Even things like this post – it’s almost 4000 words of me just talking and normally I’d only post half of it because I know people aren’t interested in me contemplating music and the way it aligns with the universe and the way it makes me feel, but that’s okay. I’m so proud of the things I’m creating lately and I like talking about the things that go on in my head, I do. I love my thought process and I love the way things make me feel, I love the fact I can write 4000 words about an album and make you understand it more than a review in a magazine could. Is that arrogant? Maybe. I hope not. I really have fallen in love with my mind lately and I’m just trying to embrace that for everything it is. This is just a stream of consciousness about someone who taught me what forever means – 2012 was the start of a whole new world for me. Channel Orange was released and changed everything forever, because Frank Ocean isn’t someone you hear on the radio or whose music videos you see on TV. He does his own thing and if you get it, you get it, and you appreciate it. I’m glad I get it. I’m glad I get to appreciate the artist that he is and the masterpieces he creates. At 14 it was the first time I explored my own personal music taste rather than just being influenced by what was being played on the radio or by the music videos on TV. It allowed me to explore this whole other world and give me a Summer I’ll always remember, because in some ways it never ended. It still hasn’t, it still lives on within the nostalgic daydream that’s always been alive inside me.

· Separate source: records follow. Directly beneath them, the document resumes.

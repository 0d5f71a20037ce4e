use chrono::Utc;

use crate::config::{AuthConfig, AuthMode};

use super::token::{self, Claims, TokenError};

/// User id the fixture provider reports. The serving layer seeds a matching
/// `users` row at startup so submissions in fixture mode reference a real
/// account.
pub const FIXTURE_USER_ID: i64 = 1;
pub const FIXTURE_EMAIL: &str = "dev@example.com";
pub const FIXTURE_TOKEN: &str = "dev";

/// Identity attached to an authenticated request.
#[derive(Debug, Clone, PartialEq, Eq)]
pub struct Identity {
    pub user_id: i64,
    pub email: String,
    pub role: String,
}

impl Identity {
    pub fn fixture() -> Self {
        Self {
            user_id: FIXTURE_USER_ID,
            email: FIXTURE_EMAIL.to_string(),
            role: "user".to_string(),
        }
    }
}

#[derive(Debug, thiserror::Error)]
pub enum AuthError {
    #[error("missing bearer token")]
    MissingToken,
    #[error(transparent)]
    Token(#[from] TokenError),
}

/// How request identities are established. Selected once at startup from
/// configuration; requests never mix modes.
#[derive(Debug, Clone)]
pub enum AuthProvider {
    Verified {
        secret: Vec<u8>,
        token_ttl_hours: i64,
    },
    Fixture,
}

impl AuthProvider {
    pub fn from_config(config: &AuthConfig) -> Self {
        match config.mode {
            AuthMode::Verified => Self::Verified {
                secret: config.secret.clone().into_bytes(),
                token_ttl_hours: config.token_ttl_hours,
            },
            AuthMode::Fixture => Self::Fixture,
        }
    }

    /// Issues a bearer token for a registered or logged-in user.
    pub fn issue(&self, user_id: i64, email: &str, role: &str) -> Result<String, TokenError> {
        match self {
            Self::Verified {
                secret,
                token_ttl_hours,
            } => {
                let claims = Claims {
                    sub: user_id,
                    email: email.to_string(),
                    role: role.to_string(),
                    exp: Utc::now().timestamp() + token_ttl_hours * 3600,
                };
                token::sign_token(&claims, secret)
            }
            Self::Fixture => Ok(FIXTURE_TOKEN.to_string()),
        }
    }

    /// Resolves the identity behind a request. Fixture mode maps every
    /// request to the fixed development identity regardless of headers.
    pub fn authenticate(&self, authorization: Option<&str>) -> Result<Identity, AuthError> {
        match self {
            Self::Fixture => Ok(Identity::fixture()),
            Self::Verified { secret, .. } => {
                let bearer = bearer_token(authorization).ok_or(AuthError::MissingToken)?;
                let claims = token::verify_token(bearer, secret, Utc::now().timestamp())?;
                Ok(Identity {
                    user_id: claims.sub,
                    email: claims.email,
                    role: claims.role,
                })
            }
        }
    }
}

fn bearer_token(authorization: Option<&str>) -> Option<&str> {
    let token = authorization?.trim().strip_prefix("Bearer ")?.trim();
    (!token.is_empty()).then_some(token)
}

#[cfg(test)]
mod tests {
    use super::*;

    fn verified_provider(ttl_hours: i64) -> AuthProvider {
        AuthProvider::Verified {
            secret: b"unit-test-secret".to_vec(),
            token_ttl_hours: ttl_hours,
        }
    }

    #[test]
    fn verified_issue_then_authenticate_round_trips() {
        let provider = verified_provider(8);
        let token = provider.issue(42, "rater@example.com", "user").unwrap();

        let identity = provider
            .authenticate(Some(&format!("Bearer {token}")))
            .unwrap();
        assert_eq!(identity.user_id, 42);
        assert_eq!(identity.email, "rater@example.com");
        assert_eq!(identity.role, "user");
    }

    #[test]
    fn verified_rejects_missing_or_blank_header() {
        let provider = verified_provider(8);
        for header in [None, Some(""), Some("Bearer "), Some("Basic abc")] {
            assert!(matches!(
                provider.authenticate(header),
                Err(AuthError::MissingToken)
            ));
        }
    }

    #[test]
    fn verified_rejects_expired_token() {
        let expired = verified_provider(-1)
            .issue(42, "rater@example.com", "user")
            .unwrap();

        let err = verified_provider(8)
            .authenticate(Some(&format!("Bearer {expired}")))
            .unwrap_err();
        assert!(matches!(err, AuthError::Token(TokenError::Expired)));
    }

    #[test]
    fn fixture_mode_ignores_headers_entirely() {
        let provider = AuthProvider::Fixture;
        for header in [None, Some("Bearer whatever"), Some("garbage")] {
            let identity = provider.authenticate(header).unwrap();
            assert_eq!(identity, Identity::fixture());
        }
        assert_eq!(
            provider.issue(1, FIXTURE_EMAIL, "user").unwrap(),
            FIXTURE_TOKEN
        );
    }

    #[test]
    fn from_config_selects_the_configured_mode() {
        let verified = AuthProvider::from_config(&AuthConfig {
            mode: AuthMode::Verified,
            secret: "s3cret".to_string(),
            token_ttl_hours: 8,
            pbkdf2_iterations: 1_000,
        });
        assert!(matches!(verified, AuthProvider::Verified { .. }));

        let fixture = AuthProvider::from_config(&AuthConfig {
            mode: AuthMode::Fixture,
            secret: "s3cret".to_string(),
            token_ttl_hours: 8,
            pbkdf2_iterations: 1_000,
        });
        assert!(matches!(fixture, AuthProvider::Fixture));
    }
}
use serde::{Deserialize, Serialize};

use crate::assessment::{AssessmentDossier, DomainScores, ScoreCard};

/// Payload accepted by the submit endpoint: the combined rater aggregates
/// plus the dossier captured during the interview. Score fields are always
/// recomputed server-side from the aggregates, never read from the client.
///
/// Every field defaults when absent so the service's validation owns the
/// missing-field answer, not the JSON decoder.
#[derive(Debug, Clone, Serialize, Deserialize)]
pub struct AssessmentSubmission {
    #[serde(default)]
    pub subject_name: String,
    #[serde(default)]
    pub aggregates: Option<DomainScores>,
    #[serde(default)]
    pub dossier: Option<AssessmentDossier>,
}

/// One persisted assessment row, as returned by list and export.
#[derive(Debug, Clone, Serialize, Deserialize)]
pub struct AssessmentRow {
    pub id: i64,
    pub user_id: i64,
    pub subject_name: String,
    /// RFC 3339 submission instant.
    pub timestamp: String,
    #[serde(flatten)]
    pub scores: ScoreCard,
    pub raw_json: String,
}

impl AssessmentRow {
    /// One-line rendering for the recent-submissions CLI listing.
    pub fn summary_line(&self) -> String {
        format!(
            "#{} {} | {} | IOS {} EOS {} (confidence {}%) | {}",
            self.id,
            self.subject_name,
            self.scores.classification.label(),
            self.scores.ios,
            self.scores.eos,
            self.scores.confidence,
            self.timestamp
        )
    }
}

/// Insert payload for a freshly scored assessment.
#[derive(Debug, Clone)]
pub struct NewAssessment {
    pub user_id: i64,
    pub subject_name: String,
    pub timestamp: String,
    pub scores: ScoreCard,
    pub raw_json: String,
}

/// Stored user account. Deliberately not serializable as a whole so the
/// password hash cannot leak into a response body.
#[derive(Debug, Clone)]
pub struct UserAccount {
    pub id: i64,
    pub email: String,
    pub password_hash: String,
    pub name: Option<String>,
    pub role: String,
    pub created_at: String,
}

/// Insert payload for a new account.
#[derive(Debug, Clone)]
pub struct NewUser {
    pub email: String,
    pub password_hash: String,
    pub name: Option<String>,
    pub role: String,
    pub created_at: String,
}

/// Request body for the register endpoint. Absent email or password
/// deserializes to an empty string and fails the blank-field checks.
#[derive(Debug, Clone, Serialize, Deserialize)]
pub struct RegisterRequest {
    #[serde(default)]
    pub email: String,
    #[serde(default)]
    pub password: String,
    #[serde(default)]
    pub name: Option<String>,
}

/// Request body for the login endpoint.
#[derive(Debug, Clone, Serialize, Deserialize)]
pub struct LoginRequest {
    #[serde(default)]
    pub email: String,
    #[serde(default)]
    pub password: String,
}

/// Response body shared by register and login.
#[derive(Debug, Clone, Serialize, Deserialize)]
pub struct AuthResponse {
    pub token: String,
}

I’ll tell you a story, in the 6 years I’ve known of Frank Ocean, I’ve only ever heard a song of his play on the radio once. Once. It was 2012, after Channel Orange had been released. I was 14 and my school was around 30-40 minutes away from where I lived. My friend and I would normally catch a school bus there but on this day we missed it, so her dad drove us instead. I took my headphones with me everywhere back then and we’d all just sit there in silence listening to our own music, but for some reason on this day I didn’t have my headphones in. I can’t remember if it was because I’d forgotten them or if I just wasn’t wearing them at this point, I think it was the latter. Her dad had the radio on and this song started playing and I just thought…what is that? I’d never heard it before and couldn’t tell who was singing it, but I fell in love with it and waited until the song had finished for the radio presenter to tell us who and what it was.
It was Lost, by Frank Ocean.
Since that day, I have never heard him on the radio since. Ever. Not even a mention of his name. But on that one day in 2012 when he was playing, I just happened to have missed the bus and be in the car at the right time with the right radio station playing and no headphones in, even though I wore them 99% of the time.
Isn’t that weird? Isn’t that fate?
I was Lost, and then I was found, and it worked out, and now I’m home. And 6 years later I’m here, writing this. And you’re reading it, and I wonder what you’re thinking.
I heard my name in the 17th track on the 3rd album and wondered if it was for me. Guess I’ll never know. I don’t want to. I like mysteries. If you like them so much sometimes you become one, I think that’s what happened to us.
How far is a light year ? How far is a light year?